Le développement personnel
Persona, volonté, adaptation et accomplissement.
De la personne à l’individu
Le mot personne vient du latin persona : masque, rôle ou personnage. Le développement personnel concerne donc d’abord la construction de ce que l’être humain présente au monde. Chez Carl Gustav Jung, cette persona est une étape du processus d’individuation, mais elle ne constitue pas son terme ultime.

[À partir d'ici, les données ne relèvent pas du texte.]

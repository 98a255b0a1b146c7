//! Session configuration and the built-in demo presets.

use crate::constants::*;
use crate::error::ConfigError;
use crate::geo::Cartographic;
use crate::scene::{GeoAnchor, Marker};
use std::fmt;
use std::str::FromStr;

/// Built-in anchor/sphere presets. They differ only in radius and longitude.
#[derive(Clone, Copy, Debug, Default, PartialEq, Eq)]
pub enum Variant {
    #[default]
    Rotundan,
    RotundanSmall,
}

impl Variant {
    pub const ALL: [Variant; 2] = [Variant::Rotundan, Variant::RotundanSmall];

    pub fn name(self) -> &'static str {
        match self {
            Variant::Rotundan => "rotundan",
            Variant::RotundanSmall => "rotundan-small",
        }
    }

    pub fn config(self) -> SessionConfig {
        match self {
            Variant::Rotundan => SessionConfig::default(),
            Variant::RotundanSmall => SessionConfig {
                longitude: DEFAULT_LONGITUDE + SMALL_LONGITUDE_SHIFT_DEG,
                radius: SMALL_RADIUS,
                ..SessionConfig::default()
            },
        }
    }
}

impl fmt::Display for Variant {
    fn fmt(&self, f: &mut fmt::Formatter<'_>) -> fmt::Result {
        f.write_str(self.name())
    }
}

impl FromStr for Variant {
    type Err = ConfigError;

    fn from_str(s: &str) -> Result<Self, Self::Err> {
        let wanted = s.trim();
        Variant::ALL
            .into_iter()
            .find(|v| v.name().eq_ignore_ascii_case(wanted))
            .ok_or_else(|| ConfigError::UnknownVariant(wanted.to_string()))
    }
}

/// Everything the scene initializer needs: where the anchor is, how big the
/// sphere is, and what the status header says.
#[derive(Clone, Debug, PartialEq)]
pub struct SessionConfig {
    pub anchor_name: String,
    pub longitude: f64,
    pub latitude: f64,
    pub height: f64,
    pub radius: f64,
    pub color: u32,
    pub title: String,
}

impl Default for SessionConfig {
    fn default() -> Self {
        Self {
            anchor_name: DEFAULT_ANCHOR_NAME.to_string(),
            longitude: DEFAULT_LONGITUDE,
            latitude: DEFAULT_LATITUDE,
            height: 0.0,
            radius: DEFAULT_RADIUS,
            color: MARKER_COLOR,
            title: DEFAULT_TITLE.to_string(),
        }
    }
}

impl SessionConfig {
    pub fn validate(&self) -> Result<(), ConfigError> {
        if !self.latitude.is_finite() || !(-90.0..=90.0).contains(&self.latitude) {
            return Err(ConfigError::Latitude(self.latitude));
        }
        if !self.longitude.is_finite() || !(-180.0..=180.0).contains(&self.longitude) {
            return Err(ConfigError::Longitude(self.longitude));
        }
        if !self.height.is_finite() {
            return Err(ConfigError::Height(self.height));
        }
        if !self.radius.is_finite() || self.radius <= 0.0 {
            return Err(ConfigError::Radius(self.radius));
        }
        Ok(())
    }

    pub fn anchor_position(&self) -> Cartographic {
        Cartographic::new(self.longitude, self.latitude, self.height)
    }

    pub fn anchor(&self) -> GeoAnchor {
        GeoAnchor::new(self.anchor_name.clone(), self.anchor_position())
    }

    pub fn marker(&self) -> Marker {
        Marker::sphere(self.radius, self.color)
    }
}

#[cfg(test)]
mod tests {
    use super::*;

    #[test]
    fn variants_differ_only_in_radius_and_longitude() {
        let big = Variant::Rotundan.config();
        let small = Variant::RotundanSmall.config();
        assert_eq!(big.radius, 1000.0);
        assert_eq!(small.radius, 500.0);
        assert_ne!(big.longitude, small.longitude);
        assert_eq!(big.latitude, small.latitude);
        assert_eq!(big.anchor_name, small.anchor_name);
        assert_eq!(big.color, small.color);
    }

    #[test]
    fn variant_names_parse_case_insensitively() {
        assert_eq!("Rotundan".parse::<Variant>(), Ok(Variant::Rotundan));
        assert_eq!(
            " rotundan-small ".parse::<Variant>(),
            Ok(Variant::RotundanSmall)
        );
        assert!(matches!(
            "torso".parse::<Variant>(),
            Err(ConfigError::UnknownVariant(_))
        ));
    }

    #[test]
    fn validation_rejects_out_of_range_values() {
        let mut cfg = SessionConfig::default();
        assert!(cfg.validate().is_ok());
        cfg.latitude = 91.0;
        assert_eq!(cfg.validate(), Err(ConfigError::Latitude(91.0)));
        cfg = SessionConfig {
            radius: 0.0,
            ..SessionConfig::default()
        };
        assert_eq!(cfg.validate(), Err(ConfigError::Radius(0.0)));
        cfg = SessionConfig {
            longitude: f64::NAN,
            ..SessionConfig::default()
        };
        assert!(matches!(cfg.validate(), Err(ConfigError::Longitude(_))));
    }
}
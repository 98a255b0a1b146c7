//! Per-frame state types shared with the front-ends.
//!
//! Nothing here touches platform APIs; the web frontend fills a [`FrameState`]
//! from the Argon update payload and the native driver synthesizes one.

use crate::geo::{Cartographic, GeoReading};

/// What the render loop hands the telemetry updater each frame.
#[derive(Clone, Debug, Default, PartialEq)]
pub struct FrameState {
    pub frame_number: Option<u64>,
    /// Device position as `[lon, lat, height]`, when the provider has a fix.
    pub cartographic_degrees: Option<Cartographic>,
}

impl FrameState {
    pub fn with_fix(cartographic: Cartographic) -> Self {
        Self {
            frame_number: None,
            cartographic_degrees: Some(cartographic),
        }
    }

    pub fn eye(&self) -> GeoReading {
        self.cartographic_degrees.into()
    }
}

/// Set by the first reality-change notification and never cleared.
#[derive(Clone, Copy, Debug, Default, PartialEq, Eq)]
pub struct Readiness(bool);

impl Readiness {
    pub fn is_ready(self) -> bool {
        self.0
    }

    /// Returns `true` only on the not-ready -> ready transition.
    pub fn mark_ready(&mut self) -> bool {
        !std::mem::replace(&mut self.0, true)
    }
}

/// What a single frame update did to the text sink.
#[derive(Clone, Copy, Debug, PartialEq, Eq)]
pub enum FrameOutcome {
    /// Placeholder written; nothing was measured.
    NotReady,
    /// Status text matched the last write; sink untouched.
    Unchanged,
    /// New status text written.
    Written,
}
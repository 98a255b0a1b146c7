#![cfg(target_arch = "wasm32")]
use anyhow::Context;
use std::cell::RefCell;
use std::rc::Rc;
use wasm_bindgen::prelude::*;

mod argon;
mod constants;
mod dom;
mod frame;
mod payload;
mod query;

use constants::{LOCATION_ELEMENT_ID, VARIANT_QUERY_KEY};

#[wasm_bindgen(start)]
pub fn start() -> Result<(), JsValue> {
    console_error_panic_hook::set_once();
    console_log::init_with_level(log::Level::Info).ok();
    log::info!("rotundan-web starting");

    if let Err(e) = init() {
        log::error!("init error: {:?}", e);
    }
    Ok(())
}

fn init() -> anyhow::Result<()> {
    let document = dom::window_document().ok_or_else(|| anyhow::anyhow!("no document"))?;
    let sink = dom::ElementTextSink::by_id(&document, LOCATION_ELEMENT_ID)?;

    let variant = query::variant_from_query(&dom::location_search(), VARIANT_QUERY_KEY);
    log::info!("variant={}", variant);

    let backend = argon::ArgonBackend::bootstrap()?;
    let three = backend.three().clone();

    // Scene is complete before any event handler is registered
    let session = geo_core::TelemetrySession::new(&variant.config(), backend, sink)
        .context("building scene")?;
    frame::wire_session(&three, Rc::new(RefCell::new(session)));
    Ok(())
}
//! Geographic coordinates and the local tangent frame used to place anchors.
//!
//! Positions are `[longitude, latitude, height]` in degrees, degrees and
//! metres, on the WGS84 ellipsoid. The local frame is east-north-up around an
//! origin fix, re-expressed in the y-up axes the renderer uses
//! (`x = east`, `y = up`, `z = -north`).

use crate::constants::{WGS84_FLATTENING, WGS84_SEMI_MAJOR_M};
use glam::DVec3;

/// A geographic position in degrees (height in metres above the ellipsoid).
#[derive(Clone, Copy, Debug, Default, PartialEq)]
pub struct Cartographic {
    pub longitude: f64,
    pub latitude: f64,
    pub height: f64,
}

impl Cartographic {
    pub const ORIGIN: Cartographic = Cartographic {
        longitude: 0.0,
        latitude: 0.0,
        height: 0.0,
    };

    pub fn new(longitude: f64, latitude: f64, height: f64) -> Self {
        Self {
            longitude,
            latitude,
            height,
        }
    }

    /// Ground-level position; height defaults to zero.
    pub fn from_degrees(longitude: f64, latitude: f64) -> Self {
        Self::new(longitude, latitude, 0.0)
    }

    /// Accepts `[lon, lat]` or `[lon, lat, height]`; anything else is rejected.
    pub fn from_slice(values: &[f64]) -> Option<Self> {
        match *values {
            [lon, lat] => Some(Self::from_degrees(lon, lat)),
            [lon, lat, h] => Some(Self::new(lon, lat, h)),
            _ => None,
        }
    }

    pub fn is_finite(&self) -> bool {
        self.longitude.is_finite() && self.latitude.is_finite() && self.height.is_finite()
    }

    /// Earth-centred, earth-fixed position in metres.
    pub fn to_ecef(&self) -> DVec3 {
        let e2 = eccentricity_sq();
        let lat = self.latitude.to_radians();
        let lon = self.longitude.to_radians();
        let (sin_lat, cos_lat) = lat.sin_cos();
        let (sin_lon, cos_lon) = lon.sin_cos();
        let n = WGS84_SEMI_MAJOR_M / (1.0 - e2 * sin_lat * sin_lat).sqrt();
        DVec3::new(
            (n + self.height) * cos_lat * cos_lon,
            (n + self.height) * cos_lat * sin_lon,
            (n * (1.0 - e2) + self.height) * sin_lat,
        )
    }

    /// Inverse of [`Cartographic::to_ecef`] (fixed-point iteration on latitude).
    pub fn from_ecef(p: DVec3) -> Self {
        let e2 = eccentricity_sq();
        let a = WGS84_SEMI_MAJOR_M;
        let b = a * (1.0 - WGS84_FLATTENING);
        let rho = (p.x * p.x + p.y * p.y).sqrt();
        if rho < 1e-9 {
            let latitude = if p.z >= 0.0 { 90.0 } else { -90.0 };
            return Self::new(0.0, latitude, p.z.abs() - b);
        }
        let lon = p.y.atan2(p.x);
        let mut lat = p.z.atan2(rho * (1.0 - e2));
        let mut height = 0.0;
        for _ in 0..8 {
            let sin_lat = lat.sin();
            let n = a / (1.0 - e2 * sin_lat * sin_lat).sqrt();
            height = rho / lat.cos() - n;
            lat = p.z.atan2(rho * (1.0 - e2 * n / (n + height)));
        }
        Self::new(lon.to_degrees(), lat.to_degrees(), height)
    }
}

#[inline]
fn eccentricity_sq() -> f64 {
    WGS84_FLATTENING * (2.0 - WGS84_FLATTENING)
}

/// Result of asking a backend where something is on the globe.
///
/// Replaces "falsy means missing": callers pick the fallback explicitly.
#[derive(Clone, Copy, Debug, PartialEq)]
pub enum GeoReading {
    Resolved(Cartographic),
    Unavailable,
}

impl GeoReading {
    pub fn is_resolved(&self) -> bool {
        matches!(self, GeoReading::Resolved(_))
    }

    /// The resolved position, or `[0, 0, 0]` when nothing is known.
    pub fn or_origin(self) -> Cartographic {
        match self {
            GeoReading::Resolved(c) => c,
            GeoReading::Unavailable => Cartographic::ORIGIN,
        }
    }
}

impl From<Option<Cartographic>> for GeoReading {
    fn from(value: Option<Cartographic>) -> Self {
        value.map_or(GeoReading::Unavailable, GeoReading::Resolved)
    }
}

/// East-north-up tangent frame around an origin fix, in renderer axes.
#[derive(Clone, Debug)]
pub struct LocalFrame {
    origin: Cartographic,
    origin_ecef: DVec3,
    // rows of the ECEF -> ENU rotation
    east: DVec3,
    north: DVec3,
    up: DVec3,
}

impl LocalFrame {
    pub fn new(origin: Cartographic) -> Self {
        let (sin_lat, cos_lat) = origin.latitude.to_radians().sin_cos();
        let (sin_lon, cos_lon) = origin.longitude.to_radians().sin_cos();
        Self {
            origin,
            origin_ecef: origin.to_ecef(),
            east: DVec3::new(-sin_lon, cos_lon, 0.0),
            north: DVec3::new(-sin_lat * cos_lon, -sin_lat * sin_lon, cos_lat),
            up: DVec3::new(cos_lat * cos_lon, cos_lat * sin_lon, sin_lat),
        }
    }

    pub fn origin(&self) -> Cartographic {
        self.origin
    }

    /// East/north/up offset of `point` from the origin, in metres.
    pub fn enu(&self, point: &Cartographic) -> DVec3 {
        let d = point.to_ecef() - self.origin_ecef;
        DVec3::new(self.east.dot(d), self.north.dot(d), self.up.dot(d))
    }

    /// Position of `point` in renderer space (y-up, -z north).
    pub fn to_local(&self, point: &Cartographic) -> DVec3 {
        let enu = self.enu(point);
        DVec3::new(enu.x, enu.z, -enu.y)
    }

    /// Inverse of [`LocalFrame::to_local`].
    pub fn to_cartographic(&self, local: DVec3) -> Cartographic {
        let (e, n, u) = (local.x, -local.z, local.y);
        let d = self.east * e + self.north * n + self.up * u;
        Cartographic::from_ecef(self.origin_ecef + d)
    }
}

Les besoins et la motivation
Le développement personnel s’intéresse aux besoins physiologiques, à la sécurité, à l’appartenance, à l’estime de soi et à l’accomplissement. Ces besoins, souvent rapprochés des travaux d’Abraham Maslow, structurent une grande partie des méthodes contemporaines. Ils montrent que l’épanouissement dépend à la fois du corps, de la vie sociale, de la volonté et du sens donné à l’action.
Transformer l’expérience
Un point faible peut devenir une force lorsqu’il est compris et travaillé. Un défaut peut révéler une qualité mal située. Un échec peut devenir un retour d’information et permettre un réajustement. Le développement personnel prend tout son sens lorsqu’il enseigne à observer, choisir et agir, plutôt qu’à répéter des affirmations positives sans transformation réelle.
Regard critique
Le coaching, les croyances dites limitantes et la recherche de la « meilleure version de soi » peuvent être utiles, mais deviennent superficiels lorsqu’ils évitent la contradiction, l’effort ou le réel. Voir seulement le côté positif revient à se priver d’une moitié de l’information. Une intelligence complète examine successivement les aspects favorables et défavorables avant de décider.
L’apport du Phosphénisme
Le Phosphénisme ajoute une dimension physiologique et rythmique au travail sur soi. En associant une pensée à un phosphène, il cherche à renforcer l’attention, la mémoire, l’imagination et la mise en mouvement de la volonté. Il ne remplace pas l’action : il vise à donner davantage d’énergie mentale à une orientation clairement choisie.